------ DATA

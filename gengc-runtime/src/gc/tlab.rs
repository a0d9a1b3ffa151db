use std::sync::atomic::{AtomicUsize, Ordering};

use parking_lot::Mutex;

use crate::gc::remset::RemsetBuffer;
use crate::gc::{Address, Region, K};
use crate::object::fill_region;

pub const MIN_TLAB_SIZE: usize = 4 * K;
pub const DEFAULT_TLAB_SIZE: usize = 16 * K;

/// Per-thread bump region. Only the owning thread allocates from it; the
/// collector reads and resets it while the owner is stopped.
pub struct AllocationContext {
    thread_id: usize,
    top: AtomicUsize,
    limit: AtomicUsize,
    allocated_bytes: AtomicUsize,
    remset: Mutex<RemsetBuffer>,
}

impl AllocationContext {
    pub fn new(thread_id: usize) -> AllocationContext {
        AllocationContext {
            thread_id,
            top: AtomicUsize::new(0),
            limit: AtomicUsize::new(0),
            allocated_bytes: AtomicUsize::new(0),
            remset: Mutex::new(RemsetBuffer::new()),
        }
    }

    pub fn thread_id(&self) -> usize {
        self.thread_id
    }

    pub fn region(&self) -> Region {
        Region::new(
            self.top.load(Ordering::Relaxed).into(),
            self.limit.load(Ordering::Relaxed).into(),
        )
    }

    /// bytes handed to this context since it was created
    pub fn allocated_bytes(&self) -> usize {
        self.allocated_bytes.load(Ordering::Relaxed)
    }

    #[inline(always)]
    pub fn allocate(&self, size: usize) -> Option<Address> {
        let top = self.top.load(Ordering::Relaxed);
        let limit = self.limit.load(Ordering::Relaxed);

        if limit - top >= size {
            self.top.store(top + size, Ordering::Relaxed);
            Some(top.into())
        } else {
            None
        }
    }

    pub fn install(&self, region: Region) {
        self.top.store(region.start.to_usize(), Ordering::Relaxed);
        self.limit.store(region.end.to_usize(), Ordering::Relaxed);
        self.allocated_bytes
            .fetch_add(region.size(), Ordering::Relaxed);
    }

    /// Abandons the rest of the region: fills it so that the page stays
    /// iterable and leaves the context empty.
    pub fn make_iterable(&self) {
        let region = self.region();
        fill_region(region.start, region.end);

        self.top.store(0, Ordering::Relaxed);
        self.limit.store(0, Ordering::Relaxed);
    }

    pub fn remset(&self) -> &Mutex<RemsetBuffer> {
        &self.remset
    }
}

------------

§ REQUIRED WORK:
Please transcribe word for word the lines from the line with "Some(top.into())" to the end of the material, both ends included.

§ OUTPUT FOR THIS EXERCISE:
            Some(top.into())
        } else {
            None
        }
    }

    pub fn install(&self, region: Region) {
        self.top.store(region.start.to_usize(), Ordering::Relaxed);
        self.limit.store(region.end.to_usize(), Ordering::Relaxed);
        self.allocated_bytes
            .fetch_add(region.size(), Ordering::Relaxed);
    }

    /// Abandons the rest of the region: fills it so that the page stays
    /// iterable and leaves the context empty.
    pub fn make_iterable(&self) {
        let region = self.region();
        fill_region(region.start, region.end);

        self.top.store(0, Ordering::Relaxed);
        self.limit.store(0, Ordering::Relaxed);
    }

    pub fn remset(&self) -> &Mutex<RemsetBuffer> {
        &self.remset
    }
}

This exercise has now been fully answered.